Tak się składa, że od niedawna mam w rodzinie 3 letnie c-elysee z dość mocnym motorem 1,6 16V 115 KM. Jednostka napędowa zaskakująco oszczędna, bo spokojne (poniżej 100 km/h) podróże w proporcji 30% miasto 70% trasa dają średnią równo 6 l i to przy częściowym wykorzystaniu klimatyzacji. Bardzo pojemne i wygodne wnętrze, dużo miejsca na kanapie, gdzie mieszczą się trzy przeciętnego wzrostu osoby, mnóstwo miejsca dla ich nóg, 506 l bagażnik, wykonanie wprawdzie budżetowe, ale wnętrze wygląda lepiej niż w dacii, nic nie skrzypi, wszystko jest starannie spasowane a plastiki są wyraźnie lepsze. Buda zawieszona podobnie wysoko jak w dacii, jest miękko i sprężyście, duży komfort jazdy, ale i spore wychylenia karoserii na zakrętach, co zniechęca do sportu. Tyle tylko, że aby mieć dobrze wyposażoną wersję exclusive (pełna elektryka, klima,radio, czujniki cofania, itp) , trzeba wydać przynajmniej 45 tys . I nie wiem, czy bardzo dobry i solidny benzyniak 1,6 jest jeszcze w zasięgu, czy już zastąpili go 3 cylindrowym puretech. To auto może być więc dobrą alternatywą dla logana w maksymalnie bogatej wersji wyposażeniowej i wydaje mi się,że jest od niego nieco obszerniejsze. Ciekawostka - identycznie wyposażony bliżniak peugeot 301 jest o ponad 2 kawałki droższy - czyżby prestiż lwa? :-P
toka93 - 2019-09-18, 09:17

Mamy na zastępczych 301 z tym 1.6. Idź Pan z tym...
W środku plastikowo i nieergonomiczne, cenowo też średnio. Auto ma jedna zaletę. Jest to najtańsze auto klasy C no i zewnątrz źle nie wygląda.

wuju - 2019-09-18, 14:53

Nowych 301 lub C- elysee nie razie zamówić auto wycofane z produkcji. Zostaje Tipo Baleno lub Logan. Przewaga Tipo nad Baleno to bagażnik. Natomiast przewaga Baleno ilość miejsca na nogi na tylnej kanapie w tej dziedzinie jedynie 301 C-elysee miały go więcej
Agszi - 2019-09-25, 11:40
Temat postu: 1.0 ?
Ja też się zastanawiam nad tym 1.0 sce teraz jest dostępny nawet w Sandero Stepwayu. Większość dyskwalifikuje takie motory za mniejszą ilość cylindrów. Czy to słuszne ? 80 % jeżdżę w kokach w mieście, na autostradzie jestem ze 2x w roku. Jeździłem już 3 cylindrami, ale to była Corsa B z 1999 r. i nie pamiętam żebym jakoś bardzo narzekał, ale były małe wibracje na postoju i charakterystyczny dźwięk. Zatem silnik Renault z 2017 powinien dawać radę, bo na pewno jest wydajniejszy od Ecoteca Opla 20 lat temu. Z tego co widzę oferuje go w ofercie zarówno Renault (nawet nowe Clio V ma go w podstawie wersje 65 i 72 km) oraz Nissan w Micrze (71KM), a tam auta z tym silnikiem wychodzą około 50 tysi.

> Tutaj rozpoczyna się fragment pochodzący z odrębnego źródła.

use chrono::{DateTime, Utc};
use serde::{Deserialize, Serialize};
use thiserror::Error;

use crate::model::ids::{QuizId, SessionId};

#[derive(Debug, Error, Clone, PartialEq, Eq)]
#[non_exhaustive]
pub enum ResultError {
    #[error("attempted ({attempted}) + skipped ({skipped}) does not match total ({total})")]
    CountMismatch {
        attempted: u32,
        skipped: u32,
        total: u32,
    },

    #[error("correct ({correct}) exceeds attempted ({attempted})")]
    TooManyCorrect { correct: u32, attempted: u32 },

    #[error("percentage must be in 0..=100, got {0}")]
    InvalidPercentage(u32),

    #[error("unknown submit trigger: {0}")]
    UnknownTrigger(String),
}

/// What caused an attempt to be finalized.
#[derive(Debug, Clone, Copy, PartialEq, Eq, Serialize, Deserialize)]
pub enum SubmitTrigger {
    /// The user confirmed a submission.
    Manual,
    /// The countdown reached zero.
    Expired,
}

impl SubmitTrigger {
    #[must_use]
    pub fn as_str(self) -> &'static str {
        match self {
            SubmitTrigger::Manual => "manual",
            SubmitTrigger::Expired => "expired",
        }
    }

    /// Parses the persisted representation.
    ///
    /// # Errors
    ///
    /// Returns `ResultError::UnknownTrigger` for unrecognized values.
    pub fn parse(s: &str) -> Result<Self, ResultError> {
        match s {
            "manual" => Ok(Self::Manual),
            "expired" => Ok(Self::Expired),
            other => Err(ResultError::UnknownTrigger(other.to_owned())),
        }
    }
}

/// Counts produced by the scorer for one set of answers.
#[derive(Debug, Clone, Copy, PartialEq, Eq, Serialize, Deserialize)]
pub struct Score {
    pub attempted: u32,
    pub skipped: u32,
    pub correct: u32,
    pub total: u32,
    pub percentage: u8,
}

impl Score {
    /// Validates a score coming from outside the scorer.
    ///
    /// # Errors
    ///
    /// Returns `ResultError` if the counts are inconsistent.
    pub fn from_parts(
        attempted: u32,
        skipped: u32,
        correct: u32,
        total: u32,
        percentage: u32,
    ) -> Result<Self, ResultError> {
        if attempted.checked_add(skipped) != Some(total) {
            return Err(ResultError::CountMismatch {
                attempted,
                skipped,
                total,
            });
        }
        if correct > attempted {
            return Err(ResultError::TooManyCorrect { correct, attempted });
        }
        let percentage =
            u8::try_from(percentage).map_err(|_| ResultError::InvalidPercentage(percentage))?;
        if percentage > 100 {
            return Err(ResultError::InvalidPercentage(u32::from(percentage)));
        }

        Ok(Self {
            attempted,
            skipped,
            correct,
            total,
            percentage,
        })
    }
}

/// Final, immutable outcome of one completed attempt.
#[derive(Debug, Clone, PartialEq, Eq, Serialize, Deserialize)]
pub struct QuizResult {
    quiz_id: QuizId,
    session_id: SessionId,
    score: Score,
    trigger: SubmitTrigger,
    submitted_at: DateTime<Utc>,
}

impl QuizResult {
    #[must_use]
    pub fn new(
        quiz_id: QuizId,
        session_id: SessionId,
        score: Score,
        trigger: SubmitTrigger,
        submitted_at: DateTime<Utc>,
    ) -> Self {
        Self {
            quiz_id,
            session_id,
            score,
            trigger,
            submitted_at,
        }
    }

    #[must_use]
    pub fn quiz_id(&self) -> &QuizId {
        &self.quiz_id
    }

    #[must_use]
    pub fn session_id(&self) -> SessionId {
        self.session_id
    }

    #[must_use]
    pub fn score(&self) -> Score {
        self.score
    }

    #[must_use]
    pub fn attempted(&self) -> u32 {
        self.score.attempted
    }

    #[must_use]
    pub fn skipped(&self) -> u32 {
        self.score.skipped
    }

    #[must_use]
    pub fn correct(&self) -> u32 {
        self.score.correct
    }

    #[must_use]
    pub fn total(&self) -> u32 {
        self.score.total
    }

    #[must_use]
    pub fn percentage(&self) -> u8 {
        self.score.percentage
    }

    #[must_use]
    pub fn trigger(&self) -> SubmitTrigger {
        self.trigger
    }

    #[must_use]
    pub fn submitted_at(&self) -> DateTime<Utc> {
        self.submitted_at
    }
}
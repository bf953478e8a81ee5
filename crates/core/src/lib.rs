#![forbid(unsafe_code)]

pub mod model;
pub mod scorer;
pub mod time;

pub use time::Clock;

Mam pytanie obecnych użytkowników 1.0 sce czy jest ok. i czy by go ponownie dziś kupili w swoich Daćkach? Jeżdżę głównie w mieście, na trasach to wystarczy mi się rozbujać do prędkości 120.

EBmazur - 2019-09-25, 11:51

Cytat:
Mam pytanie obecnych użytkowników 1.0 sce czy jest ok. i czy by go ponownie dziś kupili w swoich Daćkach? Jeżdżę głównie w mieście, na trasach to wystarczy mi się rozbujać do prędkości 120.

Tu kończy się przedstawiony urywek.